Other lawmakers pointed to a handful of crimes committed by Afghan evacuees to falsely assert that Homeland Security did not properly conduct vetting of those who fled the country in the U.S. exit.

Rep. Dan Bishop (R-N.C.) pointed to cases of those on the terror watchlist who were able to enter the country.

“Are you waiting for a mushroom cloud?” he said. 

“I won’t dignify that last question with a response,” Mayorkas said. 

Several GOP lawmakers at the hearing also correlated immigration with the opiate crisis and the entry of illegal drugs to the United States.

An American Immigration Council analysis of public border enforcement figures from 2018 to 2022 found the majority of seizures of fentanyl and heroin come through cars at ports of entry rather than through clandestine smuggling routes, and drug seizure rates show no correlation with fluctuations in migration.

Rep. David Cicilline (D-R.I.) told Mayorkas there was a reason “why you’re not being allowed to answer questions by my colleagues on the other side of the aisle or why they’re not interested in your reference to data.”

“They’re not interested in that because they have a 60-page memo prepared by the ranking member of this committee, as reported in the newspaper. That’s a memo that includes misleading and provocative talking points that seek to portray migrants and refugees as perpetrators of gruesome crimes,” he said.

“There’s a whole plan about what this hearing is about,” he added. “And it’s about creating Fox News spots that they can use for politics, and I regret that you have to be part of it.” 

Rep. Veronica Escobar (D-Texas), who hails from El Paso and is one of the few members of the committee from a border district, said the talking points were an attempt to “feed our national a regular diet of hate and rage because that’s what they believe will win them elections,” something she said degrades her GOP colleagues.

Democrats also pushed back on GOP touting of Trump border policies.

“The previous administration did all it could to break our immigration system,” House Judiciary Committee Chairman Jerry Nadler (D-N.Y.) said.

“However, it is important to remember that the previous administration also did everything within its power to block legal pathways to our immigration system,” he added. “The Trump Administration virtually shut down our nation’s refugee program, implemented a Muslim Ban, and brought immigration benefits processing to a crawl, nearly bankrupting U.S. Citizenship and Immigration Services and implementing policies that resulted in historically high processing delays.”
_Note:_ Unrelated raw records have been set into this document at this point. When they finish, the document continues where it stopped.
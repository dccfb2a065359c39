//! Turns confirmed-state intervals into duration records and session totals.

pub mod queries;
pub mod report;

use anyhow::Result;
use chrono::{DateTime, Utc};
use log::{error, info};

use crate::db::{Database, DurationRecord, StateSeconds};
use crate::detection::{AgentState, Detection, DetectionMethod};
use crate::monitor::StateTransition;

pub use queries::TimeRange;
pub use report::DailyReport;

/// Owns the active session's open interval. Records are written at each
/// accepted transition and once more when the session closes, so the records
/// of a session always add up to its wall-clock length.
pub struct DurationAccountant {
    db: Database,
    session_id: String,
    open_state: AgentState,
    open_since: DateTime<Utc>,
    open_confidence: Option<f64>,
    open_method: Option<DetectionMethod>,
    totals: StateSeconds,
}

impl DurationAccountant {
    /// Creates the session row and starts accounting in `Unknown`.
    pub async fn begin(
        db: Database,
        session_id: String,
        started_at: DateTime<Utc>,
        config_snapshot: Option<String>,
    ) -> Result<Self> {
        db.create_session(&session_id, started_at, config_snapshot)
            .await?;
        info!("Monitoring session {session_id} started");

        Ok(Self {
            db,
            session_id,
            open_state: AgentState::Unknown,
            open_since: started_at,
            open_confidence: None,
            open_method: None,
            totals: StateSeconds::default(),
        })
    }

    pub fn session_id(&self) -> &str {
        &self.session_id
    }

    pub fn totals(&self) -> StateSeconds {
        self.totals
    }

    /// Seconds per state including the still-open interval up to `now`.
    pub fn totals_at(&self, now: DateTime<Utc>) -> StateSeconds {
        let mut totals = self.totals;
        totals.add(self.open_state, seconds_between(self.open_since, now));
        totals
    }

    /// Closes the interval of the state being left. `entered_by` is the
    /// detection that confirmed the new state; its confidence and method are
    /// kept for the record written when that state is left in turn.
    pub async fn on_transition(&mut self, transition: &StateTransition, entered_by: Option<&Detection>) {
        self.close_interval(transition.occurred_at).await;
        self.open_state = transition.to;
        self.open_since = transition.occurred_at;
        self.open_confidence = entered_by.and_then(|d| d.confidence);
        self.open_method = entered_by.map(|d| d.method);
    }

    /// Writes the final open interval and marks the session completed.
    pub async fn close(mut self, ended_at: DateTime<Utc>) -> Result<StateSeconds> {
        self.close_interval(ended_at).await;
        self.db
            .end_session(&self.session_id, ended_at, self.totals)
            .await?;
        info!(
            "Monitoring session {} closed after {:.1}s",
            self.session_id,
            self.totals.total()
        );
        Ok(self.totals)
    }

    async fn close_interval(&mut self, ended_at: DateTime<Utc>) {
        let seconds = seconds_between(self.open_since, ended_at);
        self.totals.add(self.open_state, seconds);

        let record = DurationRecord {
            id: None,
            session_id: self.session_id.clone(),
            state: self.open_state,
            seconds,
            started_at: self.open_since,
            ended_at,
            confidence: self.open_confidence,
            method: self.open_method,
        };
        if let Err(err) = self.db.insert_duration_record(&record).await {
            error!(
                "Failed to persist {} duration for session {}: {err:#}",
                record.state, self.session_id
            );
        }
    }
}

fn seconds_between(start: DateTime<Utc>, end: DateTime<Utc>) -> f64 {
    let micros = (end - start).num_microseconds().unwrap_or(i64::MAX);
    micros.max(0) as f64 / 1_000_000.0
}
//! Resolves per-state confidences for one frame into a single raw state.
//!
//! Rules, in order:
//! 1. states below `threshold` are discarded; nothing left means `Unknown`;
//! 2. `RunCommand` above threshold always wins, even against a higher score;
//! 3. a lone surviving state wins;
//! 4. otherwise the top state wins only if it leads the runner-up by at least
//!    `min_gap`, else the frame is ambiguous and reported as `Unknown`.
//!
//! The arbiter is stateless: identical inputs always produce identical output.

use super::types::{AgentState, MatchResult, ScoreMap};

/// Absorbs float noise when a gap sits exactly on `min_gap` (0.9 - 0.8 < 0.1).
const GAP_TOLERANCE: f64 = 1e-9;

#[derive(Debug, Clone, Copy, PartialEq)]
pub struct ArbiterConfig {
    pub threshold: f64,
    pub min_gap: f64,
}

impl Default for ArbiterConfig {
    fn default() -> Self {
        Self {
            threshold: 0.8,
            min_gap: 0.1,
        }
    }
}

#[derive(Debug, Clone, PartialEq)]
pub struct Arbitration {
    pub state: AgentState,
    pub winner: Option<MatchResult>,
    pub ambiguous: bool,
}

impl Arbitration {
    fn unknown(ambiguous: bool) -> Self {
        Self {
            state: AgentState::Unknown,
            winner: None,
            ambiguous,
        }
    }

    fn decided(winner: &MatchResult) -> Self {
        Self {
            state: winner.state,
            winner: Some(winner.clone()),
            ambiguous: false,
        }
    }
}

pub fn arbitrate(scores: &ScoreMap, config: &ArbiterConfig) -> Arbitration {
    let mut valid: Vec<&MatchResult> = scores
        .values()
        .filter(|m| m.state != AgentState::Unknown && m.confidence >= config.threshold)
        .collect();

    if valid.is_empty() {
        return Arbitration::unknown(false);
    }

    if let Some(run_command) = valid.iter().find(|m| m.state == AgentState::RunCommand) {
        return Arbitration::decided(run_command);
    }

    if valid.len() == 1 {
        return Arbitration::decided(valid[0]);
    }

    valid.sort_by(|a, b| {
        b.confidence
            .total_cmp(&a.confidence)
            .then_with(|| a.state.cmp(&b.state))
    });

    let gap = valid[0].confidence - valid[1].confidence;
    if gap + GAP_TOLERANCE >= config.min_gap {
        Arbitration::decided(valid[0])
    } else {
        Arbitration::unknown(true)
    }
}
Mayorkas’s appearance Thursday was his third and final appearance on Capitol Hill this week. But Democrats said GOP lawmakers’ eagerness to hit him with questions wasn’t as apparent when they were invited to a private briefing Tuesday night. 

“When they had the ability to ask questions of the secretary – this is how you know it’s political theater — one Republican, one single Republican had a question,” Rep. Nanette Diaz Barragán said.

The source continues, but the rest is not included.